Dropbox delivery experience
- Client receives email: “Alex shared a folder with you on Dropbox”
- Client clicks link, sees Dropbox interface with folder of files
- Client sees filenames:
site_pointcloud.laz,orthomosaic.tif,report.pdf - Client can preview the PDF. Everything else is just a download button.
- Client downloads the LAZ file. Cannot open it. Emails you asking what software they need.
WeTransfer delivery experience
- Client receives email: “Alex sent you files via WeTransfer”
- Client clicks “Download,” receives a ZIP
- Client unzips, sees the same list of files they cannot open
- Client emails you.
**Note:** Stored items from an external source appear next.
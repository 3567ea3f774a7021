//! Outbound mail. Only the confirmation-code message is sent today.
//!
//! Backends:
//! - `log`: writes the message to the tracing output (default, development)
//! - `memory`: keeps an outbox in memory, used by tests
//! - `smtp`: delivers through an SMTP relay

use std::sync::{Arc, Mutex};

use async_trait::async_trait;
use lettre::message::Mailbox;
use lettre::transport::smtp::authentication::Credentials;
use lettre::{AsyncSmtpTransport, AsyncTransport, Message, Tokio1Executor};

use crate::errors::AppError;

const DEFAULT_FROM: &str = "noreply@yamdb.local";
const CONFIRMATION_SUBJECT: &str = "Confirmation code";

#[derive(Debug, Clone, PartialEq, Eq)]
pub struct OutgoingMail {
    pub from: String,
    pub to: String,
    pub subject: String,
    pub body: String,
}

impl OutgoingMail {
    pub fn confirmation_code(from: &str, to: &str, code: &str) -> Self {
        Self {
            from: from.to_string(),
            to: to.to_string(),
            subject: CONFIRMATION_SUBJECT.to_string(),
            body: format!("Your confirmation code: {code}"),
        }
    }
}

#[async_trait]
pub trait Mailer: Send + Sync {
    /// Sender address used for outgoing messages.
    fn from_address(&self) -> &str;

    async fn send(&self, mail: OutgoingMail) -> Result<(), AppError>;
}

#[derive(Debug, Clone)]
pub struct LogMailer {
    from: String,
}

impl LogMailer {
    pub fn new(from: impl Into<String>) -> Self {
        Self { from: from.into() }
    }
}

#[async_trait]
impl Mailer for LogMailer {
    fn from_address(&self) -> &str {
        &self.from
    }

    async fn send(&self, mail: OutgoingMail) -> Result<(), AppError> {
        tracing::info!(
            from = %mail.from,
            to = %mail.to,
            subject = %mail.subject,
            body = %mail.body,
            "mail (log backend)"
        );
        Ok(())
    }
}

#[derive(Debug, Clone)]
pub struct MemoryMailer {
    from: String,
    outbox: Arc<Mutex<Vec<OutgoingMail>>>,
}

impl Default for MemoryMailer {
    fn default() -> Self {
        Self::with_from(DEFAULT_FROM)
    }
}

impl MemoryMailer {
    pub fn new() -> Self {
        Self::default()
    }

    pub fn with_from(from: impl Into<String>) -> Self {
        Self {
            from: from.into(),
            outbox: Arc::default(),
        }
    }

    pub fn sent(&self) -> Vec<OutgoingMail> {
        self.outbox.lock().map(|outbox| outbox.clone()).unwrap_or_default()
    }

    /// Most recent message addressed to `to`.
    pub fn last_to(&self, to: &str) -> Option<OutgoingMail> {
        self.sent().into_iter().rev().find(|mail| mail.to == to)
    }
}

#[async_trait]
impl Mailer for MemoryMailer {
    fn from_address(&self) -> &str {
        &self.from
    }

    async fn send(&self, mail: OutgoingMail) -> Result<(), AppError> {
        self.outbox
            .lock()
            .map_err(|_| AppError::mail("outbox lock poisoned"))?
            .push(mail);
        Ok(())
    }
}

pub struct SmtpMailer {
    from: String,
    transport: AsyncSmtpTransport<Tokio1Executor>,
}

impl SmtpMailer {
    pub fn new(from: impl Into<String>, host: &str, port: u16, credentials: Option<(String, String)>) -> Self {
        let mut builder = AsyncSmtpTransport::<Tokio1Executor>::builder_dangerous(host).port(port);
        if let Some((username, password)) = credentials {
            builder = builder.credentials(Credentials::new(username, password));
        }

        Self {
            from: from.into(),
            transport: builder.build(),
        }
    }
}

#[async_trait]
impl Mailer for SmtpMailer {
    fn from_address(&self) -> &str {
        &self.from
    }

    async fn send(&self, mail: OutgoingMail) -> Result<(), AppError> {
        let from: Mailbox = mail
            .from
            .parse()
            .map_err(|err| AppError::mail(format!("invalid sender address: {err}")))?;
        let to: Mailbox = mail
            .to
            .parse()
            .map_err(|err| AppError::mail(format!("invalid recipient address: {err}")))?;

        let message = Message::builder()
            .from(from)
            .to(to)
            .subject(mail.subject)
            .body(mail.body)
            .map_err(|err| AppError::mail(err.to_string()))?;

        self.transport
            .send(message)
            .await
            .map_err(|err| AppError::mail(err.to_string()))?;

        Ok(())
    }
}

/// Picks the backend named by `EMAIL_BACKEND`.
pub fn from_env() -> Result<Arc<dyn Mailer>, AppError> {
    let from = std::env::var("EMAIL_FROM").unwrap_or_else(|_| DEFAULT_FROM.to_string());
    let backend = std::env::var("EMAIL_BACKEND").unwrap_or_default().to_lowercase();

    match backend.as_str() {
        "" | "log" => Ok(Arc::new(LogMailer::new(from))),
        "memory" => Ok(Arc::new(MemoryMailer::with_from(from))),
        "smtp" => {
            let host = std::env::var("SMTP_HOST").map_err(|_| AppError::configuration("SMTP_HOST not set"))?;
            let port = std::env::var("SMTP_PORT")
                .map(|val| val.parse::<u16>())
                .unwrap_or(Ok(25))
                .map_err(|_| AppError::configuration("SMTP_PORT must be a valid port"))?;
            let credentials = match (std::env::var("SMTP_USERNAME"), std::env::var("SMTP_PASSWORD")) {
                (Ok(username), Ok(password)) => Some((username, password)),
                _ => None,
            };
            Ok(Arc::new(SmtpMailer::new(from, &host, port, credentials)))
        }
        other => Err(AppError::configuration(format!("unknown EMAIL_BACKEND: {other}"))),
    }
}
You explain CloudCompare. They do not install it.
Swyvl delivery experience
- Client receives a branded link: “Your survey data from [Your Company]”
- Client clicks link, sees your logo and a clean interface
- Client sees sessions organised by date: “March 2026 Survey”
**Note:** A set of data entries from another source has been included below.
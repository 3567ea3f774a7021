use axum::extract::State;
use axum::http::StatusCode;
use axum::Json;
use serde::Deserialize;
use utoipa::IntoParams;

use super::lookup::{self, LookupKind};
use crate::app::AppState;
use crate::authz::{self, Action, Actor, Policy};
use crate::errors::AppResult;
use crate::extract::{ApiJson, ApiPath, ApiQuery};
use crate::models::category::{Lookup, LookupCreateRequest};

#[derive(Debug, Default, Deserialize, IntoParams)]
#[into_params(parameter_in = Query)]
pub struct SearchQuery {
    /// Case-insensitive substring of the name.
    pub search: Option<String>,
}

#[utoipa::path(
    get,
    path = "/api/v1/categories",
    tag = "Categories",
    params(SearchQuery),
    responses((status = 200, description = "List categories", body = [Lookup]))
)]
pub async fn list_categories(
    State(state): State<AppState>,
    actor: Actor,
    ApiQuery(query): ApiQuery<SearchQuery>,
) -> AppResult<Json<Vec<Lookup>>> {
    authz::authorize(Policy::AdminOrReadOnly, &actor, Action::Read)?;
    let categories = lookup::list(&state.pool, LookupKind::Category, query.search.as_deref()).await?;
    Ok(Json(categories))
}

#[utoipa::path(
    post,
    path = "/api/v1/categories",
    tag = "Categories",
    request_body = LookupCreateRequest,
    responses(
        (status = 201, description = "Category created", body = Lookup),
        (status = 400, description = "Invalid or duplicate slug"),
        (status = 403, description = "Admin only")
    ),
    security(("bearerAuth" = []))
)]
pub async fn create_category(
    State(state): State<AppState>,
    actor: Actor,
    ApiJson(payload): ApiJson<LookupCreateRequest>,
) -> AppResult<(StatusCode, Json<Lookup>)> {
    authz::authorize(Policy::AdminOrReadOnly, &actor, Action::Create)?;
    let category = lookup::create(&state.pool, LookupKind::Category, payload).await?;
    Ok((StatusCode::CREATED, Json(category)))
}

#[utoipa::path(
    delete,
    path = "/api/v1/categories/{slug}",
    tag = "Categories",
    params(("slug" = String, Path, description = "Category slug")),
    responses(
        (status = 204, description = "Category deleted"),
        (status = 400, description = "Category still used by titles"),
        (status = 404, description = "Unknown category")
    ),
    security(("bearerAuth" = []))
)]
pub async fn delete_category(
    State(state): State<AppState>,
    actor: Actor,
    ApiPath(slug): ApiPath<String>,
) -> AppResult<StatusCode> {
    authz::authorize(Policy::AdminOrReadOnly, &actor, Action::Delete)?;
    lookup::delete(&state.pool, LookupKind::Category, &slug).await?;
    Ok(StatusCode::NO_CONTENT)
}
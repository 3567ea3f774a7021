use std::sync::Arc;

use axum::{routing::get, Json, Router};
use serde_json::{json, Value};
use utoipa::openapi::security::{HttpAuthScheme, HttpBuilder, SecurityScheme};
use utoipa::{Modify, OpenApi};
use utoipa_swagger_ui::SwaggerUi;

use crate::errors::ErrorResponse;
use crate::models;
use crate::routes::{auth, categories, comments, genres, health, reviews, titles, users};

#[derive(OpenApi)]
#[openapi(
	info(title = "YaMDb API", description = "Reviews of titles (books, films, music) with comments, ratings and role-based moderation."),
	paths(
		auth::signup,
		auth::token,
		users::list_users,
		users::create_user,
		users::get_me,
		users::update_me,
		users::get_user,
		users::update_user,
		users::delete_user,
		categories::list_categories,
		categories::create_category,
		categories::delete_category,
		genres::list_genres,
		genres::create_genre,
		genres::delete_genre,
		titles::list_titles,
		titles::create_title,
		titles::get_title,
		titles::update_title,
		titles::delete_title,
		reviews::list_reviews,
		reviews::create_review,
		reviews::get_review,
		reviews::update_review,
		reviews::delete_review,
		comments::list_comments,
		comments::create_comment,
		comments::get_comment,
		comments::update_comment,
		comments::delete_comment,
		health::health
	),
	components(
		schemas(
			models::user::Role,
			models::user::User,
			models::user::UserCreateRequest,
			models::user::UserUpdateRequest,
			models::user::SignupRequest,
			models::user::SignupResponse,
			models::user::TokenRequest,
			models::user::TokenResponse,
			models::category::Lookup,
			models::category::LookupCreateRequest,
			models::title::Title,
			models::title::TitleCreateRequest,
			models::title::TitleUpdateRequest,
			models::review::Review,
			models::review::ReviewCreateRequest,
			models::review::ReviewUpdateRequest,
			models::comment::Comment,
			models::comment::CommentWriteRequest,
			health::HealthResponse,
			ErrorResponse
		)
	),
	modifiers(&SecurityAddon),
	tags(
		(name = "Auth", description = "Signup and confirmation-code token exchange"),
		(name = "Users", description = "User administration and own profile"),
		(name = "Categories", description = "Title categories"),
		(name = "Genres", description = "Title genres"),
		(name = "Titles", description = "Titles with aggregated rating"),
		(name = "Reviews", description = "Scored reviews of a title"),
		(name = "Comments", description = "Comments on a review"),
		(name = "Health", description = "Liveness and database probe")
	)
)]
pub struct ApiDoc;

struct SecurityAddon;

impl Modify for SecurityAddon {
	fn modify(&self, openapi: &mut utoipa::openapi::OpenApi) {
		if let Some(components) = openapi.components.as_mut() {
			components.add_security_scheme(
				"bearerAuth",
				SecurityScheme::Http(HttpBuilder::new().scheme(HttpAuthScheme::Bearer).bearer_format("JWT").build()),
			);
		}
	}
}

/// The generated document with a `servers` entry for the local listener.
pub fn build_openapi(port: u16) -> anyhow::Result<utoipa::openapi::OpenApi> {
	let mut doc = serde_json::to_value(ApiDoc::openapi())?;

	ensure_servers(&mut doc, port);
	add_error_examples(&mut doc);

	Ok(serde_json::from_value(doc)?)
}

pub fn swagger_routes(doc: utoipa::openapi::OpenApi) -> Router {
	let swagger_config = utoipa_swagger_ui::Config::new(["/api-docs/openapi.json"])
		.try_it_out_enabled(true)
		.persist_authorization(true);

	let doc = Arc::new(doc);
	let json_route = get(move || {
		let doc = Arc::clone(&doc);
		async move { Json((*doc).clone()) }
	});

	Router::new()
		.route("/api-docs/openapi.json", json_route)
		.merge(SwaggerUi::new("/docs").config(swagger_config))
}

fn ensure_servers(doc: &mut Value, port: u16) {
	let server_url = format!("http://localhost:{port}");

	match doc.get_mut("servers") {
		Some(Value::Array(arr)) => {
			let has = arr.iter().any(|v| v.get("url").and_then(Value::as_str) == Some(server_url.as_str()));
			if !has {
				arr.push(json!({ "url": server_url }));
			}
		}
		_ => {
			doc["servers"] = json!([{ "url": server_url }]);
		}
	}
}

/// Attaches the shared error body to every 4xx response that has none.
fn add_error_examples(doc: &mut Value) {
	let Some(paths) = doc.get_mut("paths").and_then(Value::as_object_mut) else {
		return;
	};

	for item in paths.values_mut() {
		let Some(operations) = item.as_object_mut() else {
			continue;
		};
		for operation in operations.values_mut() {
			let Some(responses) = operation.get_mut("responses").and_then(Value::as_object_mut) else {
				continue;
			};
			for (status, response) in responses.iter_mut() {
				if !status.starts_with('4') || response.get("content").is_some() {
					continue;
				}
				if let Some(obj) = response.as_object_mut() {
					obj.insert(
						"content".to_string(),
						json!({
							"application/json": {
								"schema": { "$ref": "#/components/schemas/ErrorResponse" },
								"example": error_example(status)
							}
						}),
					);
				}
			}
		}
	}
}

fn error_example(status: &str) -> Value {
	match status {
		"400" => json!({
			"error": "validation",
			"message": "score: score must be between 1 and 10",
			"fields": { "score": ["score must be between 1 and 10"] }
		}),
		"401" => json!({ "error": "unauthorized", "message": "authentication credentials were not provided" }),
		"403" => json!({ "error": "forbidden", "message": "you do not have permission to perform this action" }),
		"404" => json!({ "error": "not_found", "message": "not found" }),
		_ => json!({ "error": "bad_request", "message": "bad request" }),
	}
}
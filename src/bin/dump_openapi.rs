use std::fs;

fn main() -> anyhow::Result<()> {
    let doc = yamdb::docs::build_openapi(8000)?;
    let s = serde_json::to_string_pretty(&doc)?;
    let path = std::env::args().nth(1).unwrap_or_else(|| "openapi.json".to_string());
    fs::write(&path, s)?;
    println!("wrote {}", path);
    Ok(())
}
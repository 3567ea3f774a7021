use chrono::{DateTime, Utc};
use serde::{Deserialize, Serialize};
use sqlx::FromRow;
use utoipa::{IntoParams, ToSchema};
use uuid::Uuid;

use super::category::Lookup;

/// Read representation: category and genres expanded, rating computed.
#[derive(Debug, Clone, Serialize, Deserialize, ToSchema)]
pub struct Title {
    pub id: Uuid,
    #[schema(example = "Solaris")]
    pub name: String,
    #[schema(example = 1972)]
    pub year: i32,
    pub genre: Vec<Lookup>,
    pub category: Lookup,
    pub description: Option<String>,
    /// Mean review score, absent until the first review.
    pub rating: Option<f64>,
}

#[derive(Debug, Clone, FromRow)]
pub struct DbTitle {
    pub id: Uuid,
    pub name: String,
    pub year: i32,
    pub description: Option<String>,
    pub category_id: Uuid,
    pub category_name: String,
    pub category_slug: String,
    pub rating: Option<f64>,
    pub created_at: DateTime<Utc>,
}

impl DbTitle {
    pub fn into_title(self, genre: Vec<Lookup>) -> Title {
        Title {
            id: self.id,
            name: self.name,
            year: self.year,
            genre,
            category: Lookup {
                name: self.category_name,
                slug: self.category_slug,
            },
            description: self.description,
            rating: self.rating,
        }
    }
}

/// Write representation: category and genres referenced by slug.
#[derive(Debug, Default, Deserialize, ToSchema)]
pub struct TitleCreateRequest {
    #[schema(example = "Solaris")]
    pub name: Option<String>,
    #[schema(example = 1972)]
    pub year: Option<i32>,
    pub description: Option<String>,
    /// Genre slugs; required, may be empty.
    #[schema(example = json!(["drama", "sci-fi"]))]
    pub genre: Option<Vec<String>>,
    #[schema(example = "films")]
    pub category: Option<String>,
}

#[derive(Debug, Default, Deserialize, ToSchema)]
pub struct TitleUpdateRequest {
    pub name: Option<String>,
    pub year: Option<i32>,
    pub description: Option<String>,
    pub genre: Option<Vec<String>>,
    pub category: Option<String>,
}

#[derive(Debug, Default, Deserialize, IntoParams)]
#[into_params(parameter_in = Query)]
pub struct TitleListQuery {
    /// Case-insensitive substring of the title name.
    pub name: Option<String>,
    /// Release year; parsed by the handler so a bad value names the field.
    #[param(value_type = Option<i32>)]
    pub year: Option<String>,
    /// Category slug.
    pub category: Option<String>,
    /// Genre slug.
    pub genre: Option<String>,
    /// Same as `name`.
    pub search: Option<String>,
}
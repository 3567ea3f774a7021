use argon2::password_hash::{PasswordHash, PasswordHasher, PasswordVerifier, SaltString};
use argon2::Argon2;
use chrono::{DateTime, Utc};
use rand_core::{OsRng, RngCore};

use crate::errors::AppError;

pub const CONFIRMATION_CODE_LEN: usize = 6;

/// Six random decimal digits, zero padded.
pub fn generate_confirmation_code() -> String {
    let value = OsRng.next_u32() % 10u32.pow(CONFIRMATION_CODE_LEN as u32);
    format!("{value:0width$}", width = CONFIRMATION_CODE_LEN)
}

pub fn hash_secret(secret: &str) -> Result<String, AppError> {
    let salt = SaltString::generate(&mut OsRng);
    Argon2::default()
        .hash_password(secret.as_bytes(), &salt)
        .map(|hash| hash.to_string())
        .map_err(|err| AppError::internal(format!("failed to hash secret: {err}")))
}

pub fn verify_secret(secret: &str, secret_hash: &str) -> Result<bool, AppError> {
    let parsed_hash = PasswordHash::new(secret_hash)
        .map_err(|err| AppError::internal(format!("invalid secret hash: {err}")))?;

    Ok(Argon2::default()
        .verify_password(secret.as_bytes(), &parsed_hash)
        .is_ok())
}

pub fn utc_now() -> DateTime<Utc> {
    Utc::now()
}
- Client clicks on the point cloud — it loads in the browser, fully interactive
- Client clicks on the orthomosaic — it renders on a map
- Client rotates, zooms, explores. Downloads the raw files if they want them.
The difference is not subtle. In scenario one and two, the delivery is incomplete — the client has files but no way to use them. In scenario three, the delivery is complete — the client can see, explore, and download.
When to use each platform
Use Dropbox if you are already embedded in a Dropbox workflow with your client, the deliverables are formats they can open (PDFs, spreadsheets, images), and you need ongoing file sync rather than one-time delivery.
Use WeTransfer if you need to send a file to someone once, quickly, and you do not care about the long-term experience. Sending a quick reference photo to a colleague. Sharing a draft PDF for review. Transactional, ephemeral transfers.
Use Swyvl if you are delivering spatial data — point clouds, orthomosaics, 3D models, scan data — to a client who needs to see and interact with the data. If your deliverables include any format that requires specialist software, Swyvl solves the viewing problem that Dropbox and WeTransfer ignore.
The viewing gap is the real issue
The file transfer problem was solved years ago. Dropbox, WeTransfer, Google Drive, OneDrive — all of them can move large files from point A to point B reliably.
The viewing problem is what remains unsolved for survey professionals. And it is the viewing problem that determines whether your client actually engages with the data you delivered, or whether your carefully processed point cloud sits unopened in their Downloads folder.
If you are evaluating platforms for delivering drone survey data to clients, the question is not “which platform transfers files best?” — it is “which platform lets my client actually use what I deliver?”
That is the question Swyvl was built to answer.